The test not only validates WWC, the AGF spec and a cloud native architectural approach to the 5G core, but it is also a significant step toward making broadband convergence a reality for network operators.

Why WWC, why now?
Serving wireless and wireline customers from the same core network ensures that services and service level agreements (SLAs) can be delivered and applied to all subscribers across different access technologies. This allows seamless integration of services, which will streamline operator offerings and reduce operational complexity.

Service delivery functions, such as authentication, IP address management, policy control and lawful intercept are currently handled by distinct core networks for fixed and mobile services. WWC brings these functions together onto a single technology stack so that common credentials and network policies can be applied in the same way to subscribers across any access network.

WWC also minimizes the number of components and technologies required to support broadband services, which lowers capital and operational costs and simplifies management and provisioning.

And with the rise of 5G Fixed Wireless Access as a contender for complementing or possibly replacing copper alternatives in the access network, operators need a more efficient way to support 5G New Radio alongside fixed broadband.

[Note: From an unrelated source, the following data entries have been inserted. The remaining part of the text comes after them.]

#[tokio::test]
async fn test_abandoned_processing_is_failed_on_next_access() {
    let app = helpers::TestApp::with_config(|c| c.upload.processing_timeout_secs = 0).await;
    let ctx = app.user();
    let file = app.initialize(&ctx, "stuck.txt", "text/plain", 8).await;
    for (n, part) in [b"half", b"done"].iter().enumerate() {
        app.services
            .upload
            .upload_chunk(&ctx, file.id, n as i32, Bytes::copy_from_slice(*part))
            .await
            .unwrap();
    }

    // A process that died mid-flight: PROCESSING with a partial blob.
    let files = FileRepository::new(app.db.pool().clone());
    assert!(
        files
            .transition_status(file.id, FileStatus::Uploading, FileStatus::Processing)
            .await
            .unwrap()
    );
    let blob = app.blob_path(&file.storage_path);
    std::fs::create_dir_all(blob.parent().unwrap()).unwrap();
    std::fs::write(&blob, b"partial").unwrap();

    let err = app.services.upload.complete(&ctx, file.id).await.unwrap_err();
    assert_eq!(err.kind, ErrorKind::InvalidState);
    assert_eq!(
        err.detail,
        Some(ErrorDetail::InvalidState {
            file_id: file.id,
            expected: "UPLOADING".into(),
            actual: "FAILED".into(),
        })
    );

    let failed = app.services.files.get_file(&ctx, file.id).await.unwrap();
    assert_eq!(failed.status, FileStatus::Failed);
    assert!(!blob.exists());
    assert_eq!(app.staged_chunk_files(&file), 0);
    assert!(app.services.upload.list_chunks(&ctx, file.id).await.unwrap().is_empty());

    let read = app.services.download.read(&ctx, file.id).await.unwrap_err();
    assert_eq!(read.kind, ErrorKind::InvalidState);
}

#[tokio::test]
async fn test_recent_processing_is_left_alone() {
    let app = helpers::TestApp::new().await;
    let ctx = app.user();
    let file = app.initialize(&ctx, "busy.txt", "text/plain", 4).await;
    app.services
        .upload
        .upload_chunk(&ctx, file.id, 0, Bytes::from_static(b"busy"))
        .await
        .unwrap();

    let files = FileRepository::new(app.db.pool().clone());
    files
        .transition_status(file.id, FileStatus::Uploading, FileStatus::Processing)
        .await
        .unwrap();

    let read = app.services.download.read(&ctx, file.id).await.unwrap_err();
    assert_eq!(read.kind, ErrorKind::InvalidState);
    let err = app.services.upload.complete(&ctx, file.id).await.unwrap_err();
    assert_eq!(err.kind, ErrorKind::InvalidState);

    let current = app.services.files.get_file(&ctx, file.id).await.unwrap();
    assert_eq!(current.status, FileStatus::Processing);
    assert_eq!(app.staged_chunk_files(&file), 1);
}

#[tokio::test]
async fn test_long_names_complete_and_overlong_names_are_rejected() {
    let app = helpers::TestApp::new().await;
    let ctx = app.user();

    let long = format!("{}.txt", "a".repeat(240));
    let file = app.upload(&ctx, &long, &[b"long name"]).await;
    assert_eq!(file.status, FileStatus::Completed);
    assert_eq!(file.name, long);
    assert!(!file.storage_path.contains(&long));
    assert!(file.storage_path.len() < 120);
    assert!(file.storage_path.ends_with(".txt"));

    let err = app
        .services
        .upload
        .initialize(
            &ctx,
            InitializeUpload {
                name: format!("{}.txt", "a".repeat(252)),
                mime_type: "text/plain".into(),
                size_bytes: 1,
                metadata: FileMetadata::default(),
            },
        )
        .await
        .unwrap_err();
    assert_eq!(err.kind, ErrorKind::InvalidRequest);
}

#[tokio::test]
async fn test_chunk_numbers_are_bounded() {
    let app = helpers::TestApp::with_config(|c| c.upload.max_chunks = 1000).await;
    let ctx = app.user();
    let file = app.initialize(&ctx, "sparse.txt", "text/plain", 1).await;

    for n in [1000, i32::MAX, -1] {
        let err = app
            .services
            .upload
            .upload_chunk(&ctx, file.id, n, Bytes::from_static(b"x"))
            .await
            .unwrap_err();
        assert_eq!(err.kind, ErrorKind::InvalidRequest, "{n}");
    }

    app.services
        .upload
        .upload_chunk(&ctx, file.id, 999, Bytes::from_static(b"x"))
        .await
        .unwrap();
    let err = app.services.upload.complete(&ctx, file.id).await.unwrap_err();
    match err.detail {
        Some(ErrorDetail::MissingChunks {
            missing,
            missing_count,
            received,
            ..
        }) => {
            assert_eq!(missing_count, 999);
            assert_eq!(missing.len(), 100);
            assert_eq!(missing[0], 0);
            assert_eq!(received, 1);
        }
        other => panic!("unexpected detail: {other:?}"),
    }
    assert!(err.message.len() < 1024);
}

#[tokio::test]
async fn test_chunks_rejected_after_completion() {
    let app = helpers::TestApp::new().await;
    let ctx = app.user();
    let file = app.upload(&ctx, "closed.txt", &[b"done"]).await;

    let err = app
        .services
        .upload
        .upload_chunk(&ctx, file.id, 1, Bytes::from_static(b"late"))
        .await
        .unwrap_err();
    assert_eq!(err.kind, ErrorKind::InvalidState);
    assert_eq!(
        err.detail,
        Some(ErrorDetail::InvalidState {
            file_id: file.id,
            expected: "UPLOADING".into(),
            actual: "COMPLETED".into(),
        })
    );
}
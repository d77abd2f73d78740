//! File versioning: immutable snapshots of encrypted artifacts.

use tracing::info;

use vaultshare_core::error::AppError;
use vaultshare_core::result::AppResult;
use vaultshare_core::types::id::{FileId, UserId};
use vaultshare_database::repositories::{FileRepository, VersionRepository};
use vaultshare_entity::file::{CreateVersion, File, FileStatus, FileVersion};

use crate::context::RequestContext;

/// A self-contained encrypted artifact a version points at.
#[derive(Debug, Clone)]
pub struct Artifact {
    /// Storage key of the ciphertext.
    pub storage_path: String,
    /// Base64 base key.
    pub encryption_key: String,
    /// Base64 IV.
    pub iv: String,
    /// SHA-256 of the plaintext.
    pub checksum_sha256: String,
    /// Plaintext size.
    pub size_bytes: i64,
}

impl Artifact {
    /// The artifact a completed file currently references.
    pub fn current(file: &File) -> AppResult<Self> {
        let checksum = file.checksum_sha256.clone().ok_or_else(|| {
            AppError::invalid_state(file.id, FileStatus::Completed.as_str(), file.status.as_str())
        })?;
        Ok(Self {
            storage_path: file.storage_path.clone(),
            encryption_key: file.encryption_key.clone(),
            iv: file.iv.clone(),
            checksum_sha256: checksum,
            size_bytes: file.size_bytes,
        })
    }
}

/// Manages file version history.
#[derive(Debug, Clone)]
pub struct VersionService {
    /// File repository.
    files: FileRepository,
    /// Version repository.
    versions: VersionRepository,
}

impl VersionService {
    /// Creates a new version service.
    pub fn new(files: FileRepository, versions: VersionRepository) -> Self {
        Self { files, versions }
    }

    /// Record `artifact` as the next version of `file_id`.
    ///
    /// References the artifact rather than re-encrypting it.
    pub async fn snapshot(
        &self,
        file_id: FileId,
        artifact: &Artifact,
        created_by: UserId,
        comment: impl Into<String>,
    ) -> AppResult<FileVersion> {
        let version = self
            .versions
            .create(&CreateVersion {
                file_id,
                storage_path: artifact.storage_path.clone(),
                encryption_key: artifact.encryption_key.clone(),
                iv: artifact.iv.clone(),
                checksum_sha256: artifact.checksum_sha256.clone(),
                size_bytes: artifact.size_bytes,
                created_by,
                comment: comment.into(),
                metadata: serde_json::json!({}),
            })
            .await?;

        info!(
            file_id = %file_id,
            version = version.version_number,
            created_by = %created_by,
            "Version snapshot recorded"
        );
        Ok(version)
    }

    /// Lists all versions of a file, oldest first.
    pub async fn list_versions(
        &self,
        ctx: &RequestContext,
        file_id: FileId,
    ) -> AppResult<Vec<FileVersion>> {
        super::load_owned(&self.files, ctx, file_id).await?;
        self.versions.find_by_file(file_id).await
    }

    /// Gets one version by number.
    pub async fn get_version(
        &self,
        ctx: &RequestContext,
        file_id: FileId,
        version_number: i32,
    ) -> AppResult<FileVersion> {
        super::load_owned(&self.files, ctx, file_id).await?;
        self.versions
            .find_by_number(file_id, version_number)
            .await?
            .ok_or_else(|| {
                AppError::not_found(format!(
                    "Version {version_number} of file {file_id} not found"
                ))
                .for_file(file_id)
            })
    }

    /// Snapshots the current artifact of a completed file.
    pub async fn create_version(
        &self,
        ctx: &RequestContext,
        file_id: FileId,
        comment: &str,
    ) -> AppResult<FileVersion> {
        let file = super::load_owned(&self.files, ctx, file_id).await?;
        super::require_status(&file, FileStatus::Completed)?;
        let artifact = Artifact::current(&file)?;
        info!(
            request_id = %ctx.request_id,
            file_id = %file_id,
            "Creating explicit version"
        );
        self.snapshot(file_id, &artifact, ctx.user_id, comment).await
    }
}
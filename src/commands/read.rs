//! File read command.

use std::path::PathBuf;

use clap::Args;

use vaultshare_core::config::AppConfig;
use vaultshare_core::error::AppError;
use vaultshare_core::types::id::FileId;

use super::OwnerArg;
use crate::output;

/// Arguments for the read command
#[derive(Debug, Args)]
pub struct ReadArgs {
    /// File to read
    pub file_id: FileId,

    #[command(flatten)]
    pub owner: OwnerArg,

    /// Destination path for the plaintext
    #[arg(short, long)]
    pub out: PathBuf,

    /// Read this version instead of the current content
    #[arg(long)]
    pub version: Option<i32>,
}

/// Execute the read command
pub async fn execute(args: &ReadArgs, config: &AppConfig) -> Result<(), AppError> {
    let services = super::build_services(config).await?;
    let ctx = args.owner.context();

    let result = match args.version {
        Some(n) => services.download.read_version(&ctx, args.file_id, n).await?,
        None => services.download.read(&ctx, args.file_id).await?,
    };
    tokio::fs::write(&args.out, &result.data).await?;

    output::print_success(&format!(
        "Wrote {} bytes of '{}' ({}) to {}",
        result.size(),
        result.original_name,
        result.mime_type,
        args.out.display()
    ));
    Ok(())
}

Evolving fixed networks to 5G
From a fixed-line network perspective, the AGF is an evolution of the Broadband Remote Access Server (BRAS) and Broadband Network Gateway (BNG), which handle subscriber authentication, authorization and accounting (AAA) and traffic management in fixed broadband networks. The AGF does all of that for fixed network and 5G residential gateways being served from a 5G User Plane Function (UPF) within a common 5G core network.

The concept of WWC is possible because of the Service Based Architecture (SBA) of the 5G core. The SBA allows resources – such as policy control function (PCF) and authentication server function (AUSF) -- to be shared across different access networks, which is not possible with current core network architectures.

The WWC architecture is the result of close collaboration between the Broadband Forum, 3GPP and CableLabs. The effort it takes to work together, coordinate working groups and standards releases among several industry bodies should not be underestimated. The Forum specified the requirements for the AGF (i.e., TR-456) while the 3GPP specified WWC access support for the 5G system in the upcoming Release 16 (i.e., TS 23.316, which also covers WWC architectures defined by CableLabs).

Next steps for broadband convergence
As Vodafone has shown in its labs, the technology works. The operator deployed the AGF and UPF of Metaswitch’s cloud native Fusion Core solution, which runs in containers orchestrated by Kubernetes. The test was deployed remotely using Kubernetes and Helm. It successfully showed fixed network residential gateways attaching to the 5G core and the AGF performing mapping between wireless broadband and 5G authentication, authorization and session establishment processes.

Like its 5G core counterpart – the UPF – the user plane component of an Access Gateway Function (AGF-UP) requires significant innovations in the area of packet processing acceleration. In order to make the AFG completely hardware agnostic, this must be implemented purely in software, so Metaswitch employed the same composable network packet processing engine already proven in its Fusion Core User Plane Function (UPF). In a test with Intel, this software packet processing technology clocked 500 Gbps UPF throughput on a single two-socket industry-standard server.

The WWC specifications from the 3GPP and Broadband Forum are expected to be finalized by June. As more operators prove the practicalities of the architecture, it will be important for customer premises equipment (CPE) vendors to participate in the process, especially in the area of 5G residential gateways.

As the ink is nearly dry on the WWC specs, it’s now up to operators to validate the architecture that will finally provide truly converged broadband access to the 5G core.